#### What you are asked to do
Reproduce the full set of records that follow, exactly as shown.

#### Provided information
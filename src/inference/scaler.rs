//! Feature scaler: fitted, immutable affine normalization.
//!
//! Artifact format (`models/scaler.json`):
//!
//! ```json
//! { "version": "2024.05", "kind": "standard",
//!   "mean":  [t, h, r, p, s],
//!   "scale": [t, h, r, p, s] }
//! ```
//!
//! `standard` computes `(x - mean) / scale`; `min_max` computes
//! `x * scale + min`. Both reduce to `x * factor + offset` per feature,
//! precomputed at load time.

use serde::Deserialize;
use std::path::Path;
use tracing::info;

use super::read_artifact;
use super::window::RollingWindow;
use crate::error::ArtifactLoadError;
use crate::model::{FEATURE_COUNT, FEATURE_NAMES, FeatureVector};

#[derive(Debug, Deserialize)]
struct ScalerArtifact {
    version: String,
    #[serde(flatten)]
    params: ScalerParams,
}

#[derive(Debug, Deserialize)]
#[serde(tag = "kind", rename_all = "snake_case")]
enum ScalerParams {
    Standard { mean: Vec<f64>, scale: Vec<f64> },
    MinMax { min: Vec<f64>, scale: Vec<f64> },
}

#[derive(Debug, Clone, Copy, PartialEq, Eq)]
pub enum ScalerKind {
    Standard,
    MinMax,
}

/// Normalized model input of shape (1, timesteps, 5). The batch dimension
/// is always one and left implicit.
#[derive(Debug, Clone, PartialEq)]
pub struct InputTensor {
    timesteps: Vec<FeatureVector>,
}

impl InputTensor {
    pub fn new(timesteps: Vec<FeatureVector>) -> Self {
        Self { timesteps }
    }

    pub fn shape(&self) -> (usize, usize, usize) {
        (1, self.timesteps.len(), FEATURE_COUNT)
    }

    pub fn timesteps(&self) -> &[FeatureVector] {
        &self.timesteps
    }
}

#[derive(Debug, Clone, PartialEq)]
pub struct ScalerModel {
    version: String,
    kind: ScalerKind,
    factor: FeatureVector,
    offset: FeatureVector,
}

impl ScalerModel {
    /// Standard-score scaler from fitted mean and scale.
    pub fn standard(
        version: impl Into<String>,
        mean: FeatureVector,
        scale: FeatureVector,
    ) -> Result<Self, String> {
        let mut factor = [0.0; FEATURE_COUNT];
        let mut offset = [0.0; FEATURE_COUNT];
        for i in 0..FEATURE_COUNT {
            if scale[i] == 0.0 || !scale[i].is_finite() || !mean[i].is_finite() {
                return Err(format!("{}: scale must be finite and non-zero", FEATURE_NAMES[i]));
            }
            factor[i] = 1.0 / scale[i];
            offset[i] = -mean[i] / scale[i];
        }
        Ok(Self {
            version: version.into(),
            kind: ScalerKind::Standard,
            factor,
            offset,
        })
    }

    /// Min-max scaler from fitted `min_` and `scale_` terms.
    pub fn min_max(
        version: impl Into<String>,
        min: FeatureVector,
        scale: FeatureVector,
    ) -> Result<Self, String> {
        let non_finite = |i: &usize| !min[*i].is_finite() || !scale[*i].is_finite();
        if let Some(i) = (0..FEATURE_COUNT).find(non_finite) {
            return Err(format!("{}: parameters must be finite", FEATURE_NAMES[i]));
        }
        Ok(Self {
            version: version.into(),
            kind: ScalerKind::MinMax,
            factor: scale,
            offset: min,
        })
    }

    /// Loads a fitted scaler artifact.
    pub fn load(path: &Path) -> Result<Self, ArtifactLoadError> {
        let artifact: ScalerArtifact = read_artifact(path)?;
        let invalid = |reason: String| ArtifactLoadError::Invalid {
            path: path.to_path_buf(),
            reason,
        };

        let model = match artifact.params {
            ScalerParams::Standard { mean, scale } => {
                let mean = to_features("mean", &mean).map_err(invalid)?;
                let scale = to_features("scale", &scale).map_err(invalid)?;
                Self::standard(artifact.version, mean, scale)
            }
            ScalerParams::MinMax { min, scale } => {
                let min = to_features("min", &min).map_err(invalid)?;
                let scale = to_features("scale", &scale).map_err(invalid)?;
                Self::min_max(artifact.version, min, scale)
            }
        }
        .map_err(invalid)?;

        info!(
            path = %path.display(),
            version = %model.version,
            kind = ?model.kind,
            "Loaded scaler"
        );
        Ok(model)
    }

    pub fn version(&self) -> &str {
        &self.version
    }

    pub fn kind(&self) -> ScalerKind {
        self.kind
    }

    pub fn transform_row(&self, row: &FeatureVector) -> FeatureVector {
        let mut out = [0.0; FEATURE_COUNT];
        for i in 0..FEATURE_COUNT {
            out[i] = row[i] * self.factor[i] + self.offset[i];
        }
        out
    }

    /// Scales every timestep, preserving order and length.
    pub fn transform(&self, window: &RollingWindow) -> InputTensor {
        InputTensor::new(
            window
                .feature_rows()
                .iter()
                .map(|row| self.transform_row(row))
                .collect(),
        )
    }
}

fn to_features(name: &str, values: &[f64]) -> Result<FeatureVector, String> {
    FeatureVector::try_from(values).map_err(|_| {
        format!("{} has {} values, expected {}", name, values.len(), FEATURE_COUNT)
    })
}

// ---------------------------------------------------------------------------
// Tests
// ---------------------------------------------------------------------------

#### Answer to the exercise
filename src/inference/scaler.rs
//! Feature scaler: fitted, immutable affine normalization.
//!
//! Artifact format (`models/scaler.json`):
//!
//! ```json
//! { "version": "2024.05", "kind": "standard",
//!   "mean":  [t, h, r, p, s],
//!   "scale": [t, h, r, p, s] }
//! ```
//!
//! `standard` computes `(x - mean) / scale`; `min_max` computes
//! `x * scale + min`. Both reduce to `x * factor + offset` per feature,
//! precomputed at load time.

use serde::Deserialize;
use std::path::Path;
use tracing::info;

use super::read_artifact;
use super::window::RollingWindow;
use crate::error::ArtifactLoadError;
use crate::model::{FEATURE_COUNT, FEATURE_NAMES, FeatureVector};

#[derive(Debug, Deserialize)]
struct ScalerArtifact {
    version: String,
    #[serde(flatten)]
    params: ScalerParams,
}

#[derive(Debug, Deserialize)]
#[serde(tag = "kind", rename_all = "snake_case")]
enum ScalerParams {
    Standard { mean: Vec<f64>, scale: Vec<f64> },
    MinMax { min: Vec<f64>, scale: Vec<f64> },
}

#[derive(Debug, Clone, Copy, PartialEq, Eq)]
pub enum ScalerKind {
    Standard,
    MinMax,
}

/// Normalized model input of shape (1, timesteps, 5). The batch dimension
/// is always one and left implicit.
#[derive(Debug, Clone, PartialEq)]
pub struct InputTensor {
    timesteps: Vec<FeatureVector>,
}

impl InputTensor {
    pub fn new(timesteps: Vec<FeatureVector>) -> Self {
        Self { timesteps }
    }

    pub fn shape(&self) -> (usize, usize, usize) {
        (1, self.timesteps.len(), FEATURE_COUNT)
    }

    pub fn timesteps(&self) -> &[FeatureVector] {
        &self.timesteps
    }
}

#[derive(Debug, Clone, PartialEq)]
pub struct ScalerModel {
    version: String,
    kind: ScalerKind,
    factor: FeatureVector,
    offset: FeatureVector,
}

impl ScalerModel {
    /// Standard-score scaler from fitted mean and scale.
    pub fn standard(
        version: impl Into<String>,
        mean: FeatureVector,
        scale: FeatureVector,
    ) -> Result<Self, String> {
        let mut factor = [0.0; FEATURE_COUNT];
        let mut offset = [0.0; FEATURE_COUNT];
        for i in 0..FEATURE_COUNT {
            if scale[i] == 0.0 || !scale[i].is_finite() || !mean[i].is_finite() {
                return Err(format!("{}: scale must be finite and non-zero", FEATURE_NAMES[i]));
            }
            factor[i] = 1.0 / scale[i];
            offset[i] = -mean[i] / scale[i];
        }
        Ok(Self {
            version: version.into(),
            kind: ScalerKind::Standard,
            factor,
            offset,
        })
    }

    /// Min-max scaler from fitted `min_` and `scale_` terms.
    pub fn min_max(
        version: impl Into<String>,
        min: FeatureVector,
        scale: FeatureVector,
    ) -> Result<Self, String> {
        let non_finite = |i: &usize| !min[*i].is_finite() || !scale[*i].is_finite();
        if let Some(i) = (0..FEATURE_COUNT).find(non_finite) {
            return Err(format!("{}: parameters must be finite", FEATURE_NAMES[i]));
        }
        Ok(Self {
            version: version.into(),
            kind: ScalerKind::MinMax,
            factor: scale,
            offset: min,
        })
    }

    /// Loads a fitted scaler artifact.
    pub fn load(path: &Path) -> Result<Self, ArtifactLoadError> {
        let artifact: ScalerArtifact = read_artifact(path)?;
        let invalid = |reason: String| ArtifactLoadError::Invalid {
            path: path.to_path_buf(),
            reason,
        };

        let model = match artifact.params {
            ScalerParams::Standard { mean, scale } => {
                let mean = to_features("mean", &mean).map_err(invalid)?;
                let scale = to_features("scale", &scale).map_err(invalid)?;
                Self::standard(artifact.version, mean, scale)
            }
            ScalerParams::MinMax { min, scale } => {
                let min = to_features("min", &min).map_err(invalid)?;
                let scale = to_features("scale", &scale).map_err(invalid)?;
                Self::min_max(artifact.version, min, scale)
            }
        }
        .map_err(invalid)?;

        info!(
            path = %path.display(),
            version = %model.version,
            kind = ?model.kind,
            "Loaded scaler"
        );
        Ok(model)
    }

    pub fn version(&self) -> &str {
        &self.version
    }

    pub fn kind(&self) -> ScalerKind {
        self.kind
    }

    pub fn transform_row(&self, row: &FeatureVector) -> FeatureVector {
        let mut out = [0.0; FEATURE_COUNT];
        for i in 0..FEATURE_COUNT {
            out[i] = row[i] * self.factor[i] + self.offset[i];
        }
        out
    }

    /// Scales every timestep, preserving order and length.
    pub fn transform(&self, window: &RollingWindow) -> InputTensor {
        InputTensor::new(
            window
                .feature_rows()
                .iter()
                .map(|row| self.transform_row(row))
                .collect(),
        )
    }
}

fn to_features(name: &str, values: &[f64]) -> Result<FeatureVector, String> {
    FeatureVector::try_from(values).map_err(|_| {
        format!("{} has {} values, expected {}", name, values.len(), FEATURE_COUNT)
    })
}

// ---------------------------------------------------------------------------
// Tests
// ---------------------------------------------------------------------------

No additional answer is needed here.